Rolling weekly case rates have fallen consideably too in Gwent. By January 12 they were already well down on those aforementionmed pre-Christmas figures, and in the past week they have come down again.

On January 12, the Argus reported that Torfaen's rolling weekly case rate - for the week ending January 7 - was 520.4 per 100,000, while both Blaenau Gwent's and Newport's were close to 450.

But Torfaen's rolling rate for the week ending January 14, reported yesterday, was 274.6. Newport's was 310.3, and Blaenau Gwent's 196.1.

The latter - the fifth lowest in Wales - is the most eye-catching, compared to December 18, when it was the third highest in Wales.

Even areas like Wrexham and Flintshire, hit harder than anywhere else in Wales by the new variant of coronavirus, are seeing case rates falling.

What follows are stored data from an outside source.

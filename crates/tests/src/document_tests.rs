use axum::http::{header, StatusCode};
use pretty_assertions::assert_eq;
use serde_json::Value;

use crate::common::{
    admin_token, case_body, create_case, create_court, create_user, delete, get, get_raw,
    post_json, post_multipart, test_app, Part, TestApp,
};

const NOTE: &[u8] = b"contract breach contract delivery penalty";
const PDF: &[u8] = b"%PDF-1.4 fake pdf body";

async fn upload_note(app: &TestApp, token: &str, case_id: Option<&str>) -> Value {
    let mut parts = vec![
        Part::file("note.txt", "text/plain", NOTE),
        Part::text("title", "مذكرة دفاع"),
        Part::text("type", "response"),
        Part::text("category", "مذكرات"),
        Part::text("tags", "دفاع, عقود ,"),
    ];
    if let Some(case_id) = case_id {
        parts.push(Part::text("case_id", case_id));
    }
    let (status, resp) = post_multipart(&app.router, "/api/documents", &parts, token).await;
    assert_eq!(status, StatusCode::CREATED, "upload failed: {resp}");
    resp
}

#[tokio::test]
async fn text_upload_is_processed() {
    let app = test_app().await;
    let court = create_court(&app.pool, "المحكمة العامة").await;
    let (clerk_id, clerk) = create_user(&app.pool, "clerk@court.gov.sa", "clerk", Some(court)).await;
    let case = create_case(&app, &clerk, case_body(court, "قضية")).await;

    let doc = upload_note(&app, &clerk, case["id"].as_str()).await;
    assert_eq!(doc["title"], "مذكرة دفاع");
    assert_eq!(doc["document_type"], "response");
    assert_eq!(doc["confidentiality_level"], "internal");
    assert_eq!(doc["processing_status"], "processed");
    assert_eq!(doc["status"], "active");
    assert_eq!(doc["can_download"], true);
    assert_eq!(doc["tags"], serde_json::json!(["دفاع", "عقود"]));
    assert_eq!(doc["case"]["id"], case["id"]);
    assert_eq!(doc["court_id"], court.to_string());
    assert_eq!(doc["uploaded_by"]["id"], clerk_id.to_string());
    assert_eq!(doc["file"]["original_name"], "note.txt");
    assert_eq!(doc["file"]["mime_type"], "text/plain");
    assert_eq!(doc["file"]["size"], NOTE.len());
    assert_eq!(doc["content"]["language"], "en");
    assert_eq!(
        doc["content"]["keywords"],
        serde_json::json!(["contract", "breach", "delivery", "penalty"])
    );
    assert_eq!(doc["versions"].as_array().unwrap().len(), 1);
    assert_eq!(doc["versions"][0]["is_active"], true);
}

#[tokio::test]
async fn binary_upload_waits_for_processing() {
    let app = test_app().await;
    let admin = admin_token(&app.pool).await;

    let parts = [
        Part::file("claim.pdf", "application/pdf", PDF),
        Part::text("title", "صحيفة الدعوى"),
        Part::text("document_type", "petition"),
        Part::text("category", "صحف"),
        Part::text("confidentiality_level", "public"),
    ];
    let (status, doc) = post_multipart(&app.router, "/api/documents", &parts, &admin).await;
    assert_eq!(status, StatusCode::CREATED);
    assert_eq!(doc["processing_status"], "uploaded");
    assert_eq!(doc["file"]["extension"], "pdf");
    assert!(doc["file"]["filename"].as_str().unwrap().ends_with(".pdf"));
    assert!(doc["content"]["keywords"].as_array().unwrap().is_empty());
}

#[tokio::test]
async fn upload_rejects_bad_input() {
    let app = test_app().await;
    let admin = admin_token(&app.pool).await;
    let upload = |parts: Vec<Part<'static>>| {
        let router = app.router.clone();
        let token = admin.clone();
        async move { post_multipart(&router, "/api/documents", &parts, &token).await }
    };

    let (status, _) = upload(vec![
        Part::text("title", "بدون ملف"),
        Part::text("type", "other"),
        Part::text("category", "عام"),
    ])
    .await;
    assert_eq!(status, StatusCode::BAD_REQUEST);

    let (status, resp) = upload(vec![
        Part::file("archive.zip", "application/zip", b"PK"),
        Part::text("title", "أرشيف"),
        Part::text("type", "other"),
        Part::text("category", "عام"),
    ])
    .await;
    assert_eq!(status, StatusCode::BAD_REQUEST);
    assert_eq!(resp["message"], "نوع الملف غير مدعوم");

    let (status, _) = upload(vec![
        Part::file("empty.txt", "text/plain", b""),
        Part::text("title", "فارغ"),
        Part::text("type", "other"),
        Part::text("category", "عام"),
    ])
    .await;
    assert_eq!(status, StatusCode::BAD_REQUEST);

    let (status, _) = upload(vec![Part::file("a.txt", "text/plain", b"abc")]).await;
    assert_eq!(status, StatusCode::BAD_REQUEST);

    let (status, _) = upload(vec![
        Part::file("a.txt", "text/plain", b"abc"),
        Part::text("title", "نوع خاطئ"),
        Part::text("type", "meme"),
        Part::text("category", "عام"),
    ])
    .await;
    assert_eq!(status, StatusCode::UNPROCESSABLE_ENTITY);

    let missing_case = uuid::Uuid::new_v4().to_string();
    let (status, _) = post_multipart(
        &app.router,
        "/api/documents",
        &[
            Part::file("a.txt", "text/plain", b"abc"),
            Part::text("title", "قضية مفقودة"),
            Part::text("type", "other"),
            Part::text("category", "عام"),
            Part::text("case_id", &missing_case),
        ],
        &admin,
    )
    .await;
    assert_eq!(status, StatusCode::NOT_FOUND);
}

#[tokio::test]
async fn access_follows_uploader_and_case() {
    let app = test_app().await;
    let court = create_court(&app.pool, "المحكمة العامة").await;
    let (_, clerk) = create_user(&app.pool, "clerk@court.gov.sa", "clerk", Some(court)).await;
    let (_, colleague) = create_user(&app.pool, "colleague@court.gov.sa", "user", Some(court)).await;
    let (_, outsider) = create_user(&app.pool, "outsider@example.com", "user", None).await;
    let case = create_case(&app, &clerk, case_body(court, "قضية")).await;

    let doc = upload_note(&app, &clerk, case["id"].as_str()).await;
    let uri = format!("/api/documents/{}", doc["id"].as_str().unwrap());

    let (status, resp) = get(&app.router, &uri, &colleague).await;
    assert_eq!(status, StatusCode::OK);
    assert_eq!(resp["view_count"], 1);
    assert!(resp["content"]["text"].is_string());

    let (status, _) = get(&app.router, &uri, &outsider).await;
    assert_eq!(status, StatusCode::FORBIDDEN);

    let (_, list) = get(&app.router, "/api/documents", &colleague).await;
    assert_eq!(list["meta"]["total"], 1);
    assert!(list["data"][0]["content"].get("text").is_none());

    let (_, list) = get(&app.router, "/api/documents", &outsider).await;
    assert_eq!(list["meta"]["total"], 0);

    let (status, _) = get(&app.router, "/api/documents?type=meme", &clerk).await;
    assert_eq!(status, StatusCode::UNPROCESSABLE_ENTITY);
}

#[tokio::test]
async fn download_streams_file() {
    let app = test_app().await;
    let admin = admin_token(&app.pool).await;
    let doc = upload_note(&app, &admin, None).await;
    let id = doc["id"].as_str().unwrap();
    let uri = format!("/api/documents/{id}/download");

    let (status, headers, bytes) = get_raw(&app.router, &uri, &admin).await;
    assert_eq!(status, StatusCode::OK);
    assert_eq!(bytes, NOTE);
    assert_eq!(headers[header::CONTENT_TYPE], "text/plain");
    let disposition = headers[header::CONTENT_DISPOSITION].to_str().unwrap();
    assert_eq!(
        disposition,
        format!("attachment; filename=\"{}\"", doc["file"]["filename"].as_str().unwrap())
    );

    sqlx::query("UPDATE documents SET status = 'archived' WHERE id = $1::UUID")
        .bind(id)
        .execute(&app.pool)
        .await
        .unwrap();
    let (status, _, _) = get_raw(&app.router, &uri, &admin).await;
    assert_eq!(status, StatusCode::GONE);
}

#[tokio::test]
async fn new_version_replaces_active_file() {
    let app = test_app().await;
    let court = create_court(&app.pool, "المحكمة العامة").await;
    let (_, clerk) = create_user(&app.pool, "clerk@court.gov.sa", "clerk", Some(court)).await;
    let (_, other) = create_user(&app.pool, "other@court.gov.sa", "clerk", Some(court)).await;
    let doc = upload_note(&app, &clerk, None).await;
    let uri = format!("/api/documents/{}/versions", doc["id"].as_str().unwrap());

    let parts = [
        Part::file("note-v2.pdf", "application/pdf", PDF),
        Part::text("changes", "تصحيح الصفحة الأولى"),
    ];
    let (status, _) = post_multipart(&app.router, &uri, &parts, &other).await;
    assert_eq!(status, StatusCode::FORBIDDEN);

    let (status, resp) = post_multipart(&app.router, &uri, &parts, &clerk).await;
    assert_eq!(status, StatusCode::CREATED);
    let versions = resp["versions"].as_array().unwrap();
    assert_eq!(versions.len(), 2);
    assert_eq!(versions[0]["is_active"], false);
    assert_eq!(versions[1]["version"], 2);
    assert_eq!(versions[1]["is_active"], true);
    assert_eq!(versions[1]["changes"], "تصحيح الصفحة الأولى");
    assert_eq!(resp["file"]["original_name"], "note-v2.pdf");
    assert_eq!(resp["processing_status"], "uploaded");

    let (status, _) = post_multipart(&app.router, &uri, &[Part::text("changes", "x")], &clerk).await;
    assert_eq!(status, StatusCode::BAD_REQUEST);
}

#[tokio::test]
async fn delete_is_soft_and_restricted() {
    let app = test_app().await;
    let admin = admin_token(&app.pool).await;
    let court = create_court(&app.pool, "المحكمة العامة").await;
    let (_, clerk) = create_user(&app.pool, "clerk@court.gov.sa", "clerk", Some(court)).await;
    let (_, other) = create_user(&app.pool, "other@court.gov.sa", "clerk", Some(court)).await;
    let doc = upload_note(&app, &clerk, None).await;
    let id = doc["id"].as_str().unwrap();
    let uri = format!("/api/documents/{id}");

    let (status, _) = delete(&app.router, &uri, &other).await;
    assert_eq!(status, StatusCode::FORBIDDEN);

    let (status, resp) = delete(&app.router, &uri, &clerk).await;
    assert_eq!(status, StatusCode::OK);
    assert_eq!(resp["message"], "تم حذف المستند بنجاح");

    let (status, _) = get(&app.router, &uri, &admin).await;
    assert_eq!(status, StatusCode::NOT_FOUND);

    let row_status: String = sqlx::query_scalar("SELECT status FROM documents WHERE id = $1::UUID")
        .bind(id)
        .fetch_one(&app.pool)
        .await
        .unwrap();
    assert_eq!(row_status, "deleted");
}

#[tokio::test]
async fn explicit_grants_open_access_by_level() {
    let app = test_app().await;
    let court = create_court(&app.pool, "المحكمة العامة").await;
    let (_, clerk) = create_user(&app.pool, "clerk@court.gov.sa", "clerk", Some(court)).await;
    let (outsider_id, outsider) =
        create_user(&app.pool, "outsider@example.com", "user", None).await;
    let doc = upload_note(&app, &clerk, None).await;
    let uri = format!("/api/documents/{}", doc["id"].as_str().unwrap());
    let grants = format!("{uri}/permissions");
    let grant = |access: &str| serde_json::json!({"user_id": outsider_id, "access": access});

    let (status, _) = get(&app.router, &uri, &outsider).await;
    assert_eq!(status, StatusCode::FORBIDDEN);
    let (status, _) = post_json(&app.router, &grants, &grant("view"), &outsider).await;
    assert_eq!(status, StatusCode::FORBIDDEN);
    let (status, _) = post_json(&app.router, &grants, &grant("own"), &clerk).await;
    assert_eq!(status, StatusCode::UNPROCESSABLE_ENTITY);
    let stranger = serde_json::json!({"user_id": uuid::Uuid::new_v4(), "access": "view"});
    let (status, _) = post_json(&app.router, &grants, &stranger, &clerk).await;
    assert_eq!(status, StatusCode::NOT_FOUND);

    let (status, resp) = post_json(&app.router, &grants, &grant("view"), &clerk).await;
    assert_eq!(status, StatusCode::OK);
    assert_eq!(resp["permissions"], serde_json::json!([{"user_id": outsider_id, "access": "view"}]));
    let (status, _) = get(&app.router, &uri, &outsider).await;
    assert_eq!(status, StatusCode::OK);
    let (_, list) = get(&app.router, "/api/documents", &outsider).await;
    assert_eq!(list["meta"]["total"], 1);

    let version = [Part::file("v2.txt", "text/plain", b"updated")];
    let (status, _) = post_multipart(&app.router, &format!("{uri}/versions"), &version, &outsider).await;
    assert_eq!(status, StatusCode::FORBIDDEN);

    // A new grant replaces the old one rather than stacking.
    let (_, resp) = post_json(&app.router, &grants, &grant("edit"), &clerk).await;
    assert_eq!(resp["permissions"].as_array().unwrap().len(), 1);
    let (status, _) = post_multipart(&app.router, &format!("{uri}/versions"), &version, &outsider).await;
    assert_eq!(status, StatusCode::CREATED);
    let (status, _) = delete(&app.router, &uri, &outsider).await;
    assert_eq!(status, StatusCode::FORBIDDEN);

    let (status, resp) =
        delete(&app.router, &format!("{grants}/{outsider_id}"), &clerk).await;
    assert_eq!(status, StatusCode::OK);
    assert!(resp["permissions"].as_array().unwrap().is_empty());
    let (status, _) = get(&app.router, &uri, &outsider).await;
    assert_eq!(status, StatusCode::FORBIDDEN);

    post_json(&app.router, &grants, &grant("delete"), &clerk).await;
    let (status, _) = delete(&app.router, &uri, &outsider).await;
    assert_eq!(status, StatusCode::OK);
}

The death rate of course, remains the most sobering measure of the toll exacted by coronavirus, and evidence shows there is a 'lag' of around three weeks before this begins to fall, compared to cases and rates of infection.

In the month since the latest lockdown was announced, almost 1,300 coronavirus deaths have been confirmed by Public Health Wales, some 30 per cent of the overall total in Wales.

Of these, 245 have been in Gwent, out of 810 overall (30 per cent).

The nature of coronavirus means there will likely be more rises and falls in cases and rates in Wales and across the UK, in the coming months, even as the roll-out of vaccines builds a measure of protection in increasing numbers of people.

Lockdown, whatever its severity, and with ongoing consequences for the economy and daily life, is likely to be with us for some time yet.

Case numbers and rates are heading in the right direction, but they must fall much further still before restrictions begin to be eased to any great extent.

And we all still have a crucial role to play in ensuring that time comes sooner rather than later.